El abuelo de Bell chasqueó la lengua y se acarició la nariz golpeada por esa onda de choque invisible, si supiera esa niñata que con un solo chasquido de sus dedos podría hacerla volar, pero no podía olvidarse de que estaba Bell a su lado. Ya no podía seguir ocultando la verdad, menos con un ser de otro mundo amenazando todo su universo. Necesitaba encontrar un momento a solas con Bell para hablar, pero no se atrevía a dejar a este nuevo ser peligroso dando vueltas por su casa y su aldea.
“Si no eres una diosa, pero eres de otro mundo, ¿cómo llegaste aquí?” preguntó Bell, bastante aturdido con toda la información que estaba recibiendo, le dolía la cabeza y aún ni eran las doce del medio día.
“No… no lo sé.” ********* se sinceró, realmente no recordaba mucho de lo último que le pasó antes de despertar allí, estaba investigando unos artefactos extraños que su maestro **** le había dado para resguardar, recuerda que se sentía feliz por tal petición cuando agarró uno de los objetos más extraños, no sabía para qué funcionaba ni qué era. “Cuando me encontraste… ¿llevaba algo conmigo?”
“Mmm…” Bell se tomó un momento para recordar. “Creo que no, pero entre los arbustos y la maleza puede que no haya visto bien.”
“¡Perfecto!” exclamó el anciano que se había mantenido callado todo ese tiempo y se paró de su asiento. “¿Por qué no vas a la huerta de hortalizas, buscas ese artefacto tuyo y de paso traes algunas verduras para empezar a cocinar?”
“¿Cocinar?” ********* lo miró con sus dos cejas fruncidas, con el signo de interrogación pintado en la cara.
“Pensamos mejor con el estómago lleno.”
********* se encogió de hombros y decidió que era mejor hacer eso que nada, por ahora ese viejo extraño junto a su nieto eran lo único que tenía, debía averiguar cómo volver y esperaba no equivocarse en fiarse de ellos para lograr su cometido, cueste lo que le cueste.
“¡Te acompaño!” dijo Bell e intentó ir detrás de la muchacha que daba pasos cortos hacia afuera, cuando su abuelo lo tomó del brazo evitando que saliera de la cabaña.
“Tú y yo debemos hablar.” le dijo su abuelo en voz baja. “Ven, acompáñame a la habitación.”
Ambos subieron las escaleras directo a la habitación del abuelo, ambos tomaron asiento enfrentados. En aquel cuarto Bell había recibido cada año para su cumpleaños un libro hecho por su abuelo donde se contaban grandes hazañas de héroes, pero él sabía que esta vez no estaba ahí para recibir un libro o para escuchar sobre aventuras y leyendas. El aire era denso y el ambiente se notaba tenso.

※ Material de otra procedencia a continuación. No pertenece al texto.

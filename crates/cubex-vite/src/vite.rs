//! Hot/production asset resolution.

use std::path::{Path, PathBuf};

use cubex_vite_schema::{
    HotFile, HotUrl, Manifest, ManifestLocation, PrefixMatch, DEV_CLIENT_ENTRY,
    REACT_REFRESH_ENTRY,
};

use crate::error::Result;
use crate::resource::ResourceKind;
use crate::store::ResourceStore;

pub const DEFAULT_BUILD_DIRECTORY: &str = "resources";

const MODULE_ATTRIBUTES: [(&str, &str); 1] = [("type", "module")];

/// Resolves entry points for one project.
///
/// Every call re-checks the hot file, so a dev server starting or stopping is
/// picked up without rebuilding the resolver.
#[derive(Debug, Clone)]
pub struct Vite {
    project_root: PathBuf,
    hot_file: HotFile,
    build_directory: String,
    manifest_location: ManifestLocation,
    prefix_match: PrefixMatch,
}

impl Vite {
    pub fn new(project_root: impl Into<PathBuf>) -> Self {
        let project_root = project_root.into();
        Self {
            hot_file: HotFile::in_project(&project_root),
            project_root,
            build_directory: DEFAULT_BUILD_DIRECTORY.to_string(),
            manifest_location: ManifestLocation::default(),
            prefix_match: PrefixMatch::default(),
        }
    }

    /// Use a hot file other than `<root>/.dev`. Relative paths resolve against the root.
    pub fn with_hot_file(mut self, path: impl AsRef<Path>) -> Self {
        self.hot_file = HotFile::new(self.project_root.join(path));
        self
    }

    pub fn with_build_directory(mut self, build_directory: impl Into<String>) -> Self {
        self.build_directory = build_directory.into();
        self
    }

    pub fn with_manifest_location(mut self, location: ManifestLocation) -> Self {
        self.manifest_location = location;
        self
    }

    pub fn with_prefix_match(mut self, prefix_match: PrefixMatch) -> Self {
        self.prefix_match = prefix_match;
        self
    }

    pub fn project_root(&self) -> &Path {
        &self.project_root
    }

    pub fn build_directory(&self) -> &str {
        &self.build_directory
    }

    pub fn hot_file(&self) -> &HotFile {
        &self.hot_file
    }

    /// Dev server base URL, if one is live.
    pub fn hot_url(&self) -> Option<HotUrl> {
        self.hot_file.read()
    }

    pub fn is_running_hot(&self) -> bool {
        self.hot_url().is_some()
    }

    pub fn manifest_path(&self) -> PathBuf {
        self.manifest_location
            .path_in(&self.project_root.join(&self.build_directory))
    }

    /// Production manifest; empty when none has been built.
    pub fn manifest(&self) -> Result<Manifest> {
        Ok(Manifest::load(self.manifest_path())?)
    }

    /// Resolve `entries` and add them to the store's local channel.
    ///
    /// In hot mode `include_client` adds the dev client ahead of the entries. Entries
    /// that resolve to nothing, or to files that are neither scripts nor styles, are
    /// skipped.
    pub fn invoke<S: AsRef<str>>(
        &self,
        entries: &[S],
        include_client: bool,
        store: &mut ResourceStore,
    ) -> Result<()> {
        let references: Vec<String> = match self.hot_url() {
            Some(hot) => {
                tracing::debug!(url = %hot, "resolving against dev server");
                let client = include_client.then(|| hot.asset_url(DEV_CLIENT_ENTRY));
                client
                    .into_iter()
                    .chain(entries.iter().map(|entry| hot.asset_url(entry.as_ref())))
                    .collect()
            }
            None => self.manifest_references(entries)?,
        };

        for reference in references {
            match ResourceKind::classify(&reference) {
                Some(ResourceKind::Script) => store.require_js(&reference, MODULE_ATTRIBUTES),
                Some(ResourceKind::Style) => store.require_css(&reference),
                None => tracing::trace!(%reference, "skipping unclassified reference"),
            }
        }

        Ok(())
    }

    /// References `entries` resolve to, in order, without touching a store.
    pub fn resource_uris<S: AsRef<str>>(&self, entries: &[S]) -> Result<Vec<String>> {
        match self.hot_url() {
            Some(hot) => Ok(entries
                .iter()
                .map(|entry| hot.asset_url(entry.as_ref()))
                .collect()),
            None => self.manifest_references(entries),
        }
    }

    /// Add already-resolved references to the store's external channel.
    ///
    /// No hot or manifest lookup happens. `prefix` is prepended verbatim.
    pub fn external<S: AsRef<str>>(
        &self,
        entries: &[S],
        prefix: Option<&str>,
        store: &mut ResourceStore,
    ) {
        for entry in entries {
            let reference = format!("{}{}", prefix.unwrap_or_default(), entry.as_ref());
            match ResourceKind::classify(&reference) {
                Some(ResourceKind::Script) => {
                    store.require_external_js(&reference, MODULE_ATTRIBUTES)
                }
                Some(ResourceKind::Style) => store.require_external_css(&reference),
                None => tracing::trace!(%reference, "skipping unclassified reference"),
            }
        }
    }

    /// Add the fast-refresh preamble when a dev server is live.
    ///
    /// Returns whether the preamble was added.
    pub fn react_refresh(&self, store: &mut ResourceStore) -> bool {
        match self.hot_url() {
            Some(hot) => {
                store.add_inline_js(react_refresh_preamble(&hot));
                true
            }
            None => false,
        }
    }

    fn manifest_references<S: AsRef<str>>(&self, entries: &[S]) -> Result<Vec<String>> {
        let manifest = self.manifest()?;
        let mut references = Vec::new();

        for entry in entries {
            let chunks = manifest.lookup(entry.as_ref(), self.prefix_match);
            if chunks.is_empty() {
                tracing::debug!(entry = entry.as_ref(), "entry not in manifest");
            }
            references.extend(chunks.into_iter().map(|chunk| chunk.file.clone()));
        }

        Ok(references)
    }
}

/// Inline module wiring the fast-refresh runtime into the page.
pub fn react_refresh_preamble(hot: &HotUrl) -> String {
    format!(
        "import RefreshRuntime from '{}'\n\
         RefreshRuntime.injectIntoGlobalHook(window)\n\
         window.$RefreshReg$ = () => {{}}\n\
         window.$RefreshSig$ = () => (type) => type\n\
         window.__vite_plugin_react_preamble_installed__ = true\n",
        hot.asset_url(REACT_REFRESH_ENTRY)
    )
}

“¿De qué tenemos que hablar?” decidió ir al grano el muchacho. “¿Es sobre *********?”
“Si y no” contestó el viejo. “Es peligrosa, creo que no hace falta que te lo diga, es algo que se nota, no podemos fiarnos de ella, no del todo al menos; es algo con lo que nadie nunca en estas tierras ha tratado… por eso, es que creo que debes tener algo con lo cual defenderte…” Bell lo miró expectante, pensando que le daría alguna especie de arma, una espada o alguna lanza vieja, aunque si ********* tenía poderes mágicos era poco probable que las armas físicas fueran muy útiles. “Te daré mi falna.”
“¿Tú qué?” dijo Bell.
“Mi gracia, mi bendición”
“Pero… eso solamente pueden darla los dioses, ¿o no?” Bell tragó grueso y por primera vez en su existencia le pareció no reconocer a su abuelo, la luz que se colaba por la ventana de afuera parecía hacerlo brillar y de pronto todo su ser pareció más grande, más fuerte, más poderoso y más sabio también.
“Solo los dioses pueden dar falna, y yo quiero darte la mía.”